(Collected data entries)
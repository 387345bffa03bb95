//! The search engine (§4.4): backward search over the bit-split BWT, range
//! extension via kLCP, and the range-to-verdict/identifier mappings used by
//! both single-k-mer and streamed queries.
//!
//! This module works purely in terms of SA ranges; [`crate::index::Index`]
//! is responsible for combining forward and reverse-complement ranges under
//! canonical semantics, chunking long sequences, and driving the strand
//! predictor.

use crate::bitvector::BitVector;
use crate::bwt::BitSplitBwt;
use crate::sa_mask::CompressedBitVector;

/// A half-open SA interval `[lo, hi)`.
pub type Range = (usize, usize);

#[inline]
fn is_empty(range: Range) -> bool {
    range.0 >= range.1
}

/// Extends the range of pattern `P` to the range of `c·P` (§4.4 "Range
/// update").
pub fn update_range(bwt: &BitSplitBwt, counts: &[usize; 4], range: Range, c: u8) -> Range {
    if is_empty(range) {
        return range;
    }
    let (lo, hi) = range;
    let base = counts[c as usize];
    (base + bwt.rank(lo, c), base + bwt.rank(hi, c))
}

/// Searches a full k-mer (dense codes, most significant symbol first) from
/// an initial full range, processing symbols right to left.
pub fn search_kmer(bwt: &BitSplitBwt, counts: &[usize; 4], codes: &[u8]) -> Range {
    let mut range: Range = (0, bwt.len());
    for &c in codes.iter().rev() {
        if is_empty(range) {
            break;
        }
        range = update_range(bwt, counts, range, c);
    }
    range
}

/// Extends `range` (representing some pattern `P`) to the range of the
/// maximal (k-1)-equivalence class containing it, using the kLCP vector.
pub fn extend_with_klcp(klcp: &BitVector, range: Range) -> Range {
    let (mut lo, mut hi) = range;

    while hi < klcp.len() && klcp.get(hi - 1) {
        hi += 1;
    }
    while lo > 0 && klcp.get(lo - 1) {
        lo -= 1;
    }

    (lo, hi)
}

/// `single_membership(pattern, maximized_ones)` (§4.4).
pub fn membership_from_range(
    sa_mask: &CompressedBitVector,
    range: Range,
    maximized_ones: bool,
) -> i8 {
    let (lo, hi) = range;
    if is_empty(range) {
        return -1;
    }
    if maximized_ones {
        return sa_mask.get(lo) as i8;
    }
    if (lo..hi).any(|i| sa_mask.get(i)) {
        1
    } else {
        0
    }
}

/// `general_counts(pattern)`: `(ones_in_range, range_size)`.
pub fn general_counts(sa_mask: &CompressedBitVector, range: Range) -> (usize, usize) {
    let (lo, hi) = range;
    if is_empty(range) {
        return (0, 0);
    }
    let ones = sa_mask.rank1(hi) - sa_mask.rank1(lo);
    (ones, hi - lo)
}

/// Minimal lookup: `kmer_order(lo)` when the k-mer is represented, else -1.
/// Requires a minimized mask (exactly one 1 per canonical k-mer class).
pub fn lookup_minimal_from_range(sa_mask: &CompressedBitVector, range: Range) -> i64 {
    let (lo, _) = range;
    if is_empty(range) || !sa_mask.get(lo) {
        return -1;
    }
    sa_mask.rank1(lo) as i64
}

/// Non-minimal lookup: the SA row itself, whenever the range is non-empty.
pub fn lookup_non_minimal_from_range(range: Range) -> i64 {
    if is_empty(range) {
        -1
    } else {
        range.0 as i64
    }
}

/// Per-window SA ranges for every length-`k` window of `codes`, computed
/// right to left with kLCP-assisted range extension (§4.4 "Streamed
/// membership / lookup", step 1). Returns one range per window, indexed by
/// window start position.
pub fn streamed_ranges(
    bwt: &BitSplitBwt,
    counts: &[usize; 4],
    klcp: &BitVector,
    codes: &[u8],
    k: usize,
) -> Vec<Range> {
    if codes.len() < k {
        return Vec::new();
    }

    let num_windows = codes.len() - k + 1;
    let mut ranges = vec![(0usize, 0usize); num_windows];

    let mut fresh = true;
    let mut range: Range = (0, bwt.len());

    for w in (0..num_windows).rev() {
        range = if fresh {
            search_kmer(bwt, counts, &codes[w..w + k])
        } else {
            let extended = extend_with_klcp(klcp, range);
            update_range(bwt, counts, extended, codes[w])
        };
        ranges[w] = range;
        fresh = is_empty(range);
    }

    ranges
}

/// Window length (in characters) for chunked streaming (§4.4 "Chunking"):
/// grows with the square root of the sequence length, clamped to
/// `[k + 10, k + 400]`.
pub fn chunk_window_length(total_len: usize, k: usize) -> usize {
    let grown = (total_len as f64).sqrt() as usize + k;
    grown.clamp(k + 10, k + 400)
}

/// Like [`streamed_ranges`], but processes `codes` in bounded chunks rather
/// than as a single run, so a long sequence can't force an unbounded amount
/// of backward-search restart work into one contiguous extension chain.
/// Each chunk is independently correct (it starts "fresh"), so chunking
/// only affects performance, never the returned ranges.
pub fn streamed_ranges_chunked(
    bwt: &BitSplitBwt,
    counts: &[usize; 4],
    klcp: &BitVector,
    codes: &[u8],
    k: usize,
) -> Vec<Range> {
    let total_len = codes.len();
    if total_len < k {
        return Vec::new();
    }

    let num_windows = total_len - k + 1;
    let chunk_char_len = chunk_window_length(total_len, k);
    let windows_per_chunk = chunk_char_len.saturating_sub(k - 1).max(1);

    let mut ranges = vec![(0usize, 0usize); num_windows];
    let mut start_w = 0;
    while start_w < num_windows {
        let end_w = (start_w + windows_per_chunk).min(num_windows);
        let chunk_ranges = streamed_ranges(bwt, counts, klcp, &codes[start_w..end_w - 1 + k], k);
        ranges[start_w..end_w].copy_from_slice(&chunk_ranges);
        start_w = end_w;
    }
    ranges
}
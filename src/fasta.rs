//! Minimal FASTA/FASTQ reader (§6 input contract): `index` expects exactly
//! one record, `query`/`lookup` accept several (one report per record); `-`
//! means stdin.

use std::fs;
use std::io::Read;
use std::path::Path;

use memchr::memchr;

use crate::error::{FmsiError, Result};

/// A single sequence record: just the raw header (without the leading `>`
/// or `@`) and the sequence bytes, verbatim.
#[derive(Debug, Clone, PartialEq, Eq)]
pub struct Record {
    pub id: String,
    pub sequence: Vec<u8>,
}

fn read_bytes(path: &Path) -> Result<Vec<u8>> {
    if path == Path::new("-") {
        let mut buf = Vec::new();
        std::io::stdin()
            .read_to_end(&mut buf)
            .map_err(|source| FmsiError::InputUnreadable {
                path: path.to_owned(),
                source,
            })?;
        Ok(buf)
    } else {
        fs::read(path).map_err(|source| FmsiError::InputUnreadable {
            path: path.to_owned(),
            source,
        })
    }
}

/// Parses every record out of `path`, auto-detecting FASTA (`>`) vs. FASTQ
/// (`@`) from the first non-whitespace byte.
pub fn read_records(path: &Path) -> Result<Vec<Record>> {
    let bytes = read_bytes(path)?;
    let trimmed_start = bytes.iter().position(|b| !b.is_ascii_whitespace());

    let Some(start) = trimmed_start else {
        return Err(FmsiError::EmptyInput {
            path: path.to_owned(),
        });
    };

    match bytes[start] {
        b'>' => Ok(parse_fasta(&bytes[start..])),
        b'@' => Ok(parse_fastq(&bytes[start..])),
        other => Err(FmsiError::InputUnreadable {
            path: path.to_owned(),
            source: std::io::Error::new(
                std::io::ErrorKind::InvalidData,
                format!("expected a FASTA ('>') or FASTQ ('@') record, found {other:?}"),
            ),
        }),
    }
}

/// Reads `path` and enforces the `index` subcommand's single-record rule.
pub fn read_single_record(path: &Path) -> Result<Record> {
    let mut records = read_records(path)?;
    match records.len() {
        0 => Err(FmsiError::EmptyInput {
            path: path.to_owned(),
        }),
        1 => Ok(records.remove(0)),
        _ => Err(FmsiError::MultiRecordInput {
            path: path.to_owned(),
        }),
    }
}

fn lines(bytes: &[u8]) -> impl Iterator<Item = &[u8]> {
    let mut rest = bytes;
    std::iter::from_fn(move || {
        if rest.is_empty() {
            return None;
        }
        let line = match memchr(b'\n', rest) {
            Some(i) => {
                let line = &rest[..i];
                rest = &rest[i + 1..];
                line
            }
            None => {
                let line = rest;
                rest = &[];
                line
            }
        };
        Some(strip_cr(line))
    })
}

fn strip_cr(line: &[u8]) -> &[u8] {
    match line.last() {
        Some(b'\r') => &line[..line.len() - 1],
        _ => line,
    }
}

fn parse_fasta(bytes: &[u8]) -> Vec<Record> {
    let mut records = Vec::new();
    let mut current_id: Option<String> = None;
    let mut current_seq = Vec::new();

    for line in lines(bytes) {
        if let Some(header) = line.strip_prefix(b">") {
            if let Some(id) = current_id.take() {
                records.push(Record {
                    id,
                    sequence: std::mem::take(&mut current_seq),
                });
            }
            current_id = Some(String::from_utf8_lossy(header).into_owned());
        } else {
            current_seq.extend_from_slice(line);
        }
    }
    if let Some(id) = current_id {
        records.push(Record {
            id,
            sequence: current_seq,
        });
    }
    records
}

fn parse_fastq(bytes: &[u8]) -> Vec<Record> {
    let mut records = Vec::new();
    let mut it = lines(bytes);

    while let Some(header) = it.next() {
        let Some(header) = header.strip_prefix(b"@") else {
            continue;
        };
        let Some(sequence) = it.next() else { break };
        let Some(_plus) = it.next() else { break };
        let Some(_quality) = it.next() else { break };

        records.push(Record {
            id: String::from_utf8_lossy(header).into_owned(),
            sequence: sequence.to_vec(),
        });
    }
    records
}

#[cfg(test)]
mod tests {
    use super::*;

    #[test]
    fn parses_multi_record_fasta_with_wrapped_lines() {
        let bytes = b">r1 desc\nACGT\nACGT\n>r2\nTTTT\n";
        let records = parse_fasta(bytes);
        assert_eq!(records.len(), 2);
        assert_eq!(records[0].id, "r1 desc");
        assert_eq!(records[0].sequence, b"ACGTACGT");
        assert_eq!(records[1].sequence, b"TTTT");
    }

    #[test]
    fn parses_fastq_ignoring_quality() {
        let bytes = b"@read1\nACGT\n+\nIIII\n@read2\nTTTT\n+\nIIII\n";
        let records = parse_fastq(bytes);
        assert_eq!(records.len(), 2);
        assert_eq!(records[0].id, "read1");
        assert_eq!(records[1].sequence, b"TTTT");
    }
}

■ THE PROBLEM
Given the data above, which lines hold the string "exactly"? Return them.

■ EXERCISE SOLUTION
/// Requires a minimized mask (exactly one 1 per canonical k-mer class).
//! Minimal FASTA/FASTQ reader (§6 input contract): `index` expects exactly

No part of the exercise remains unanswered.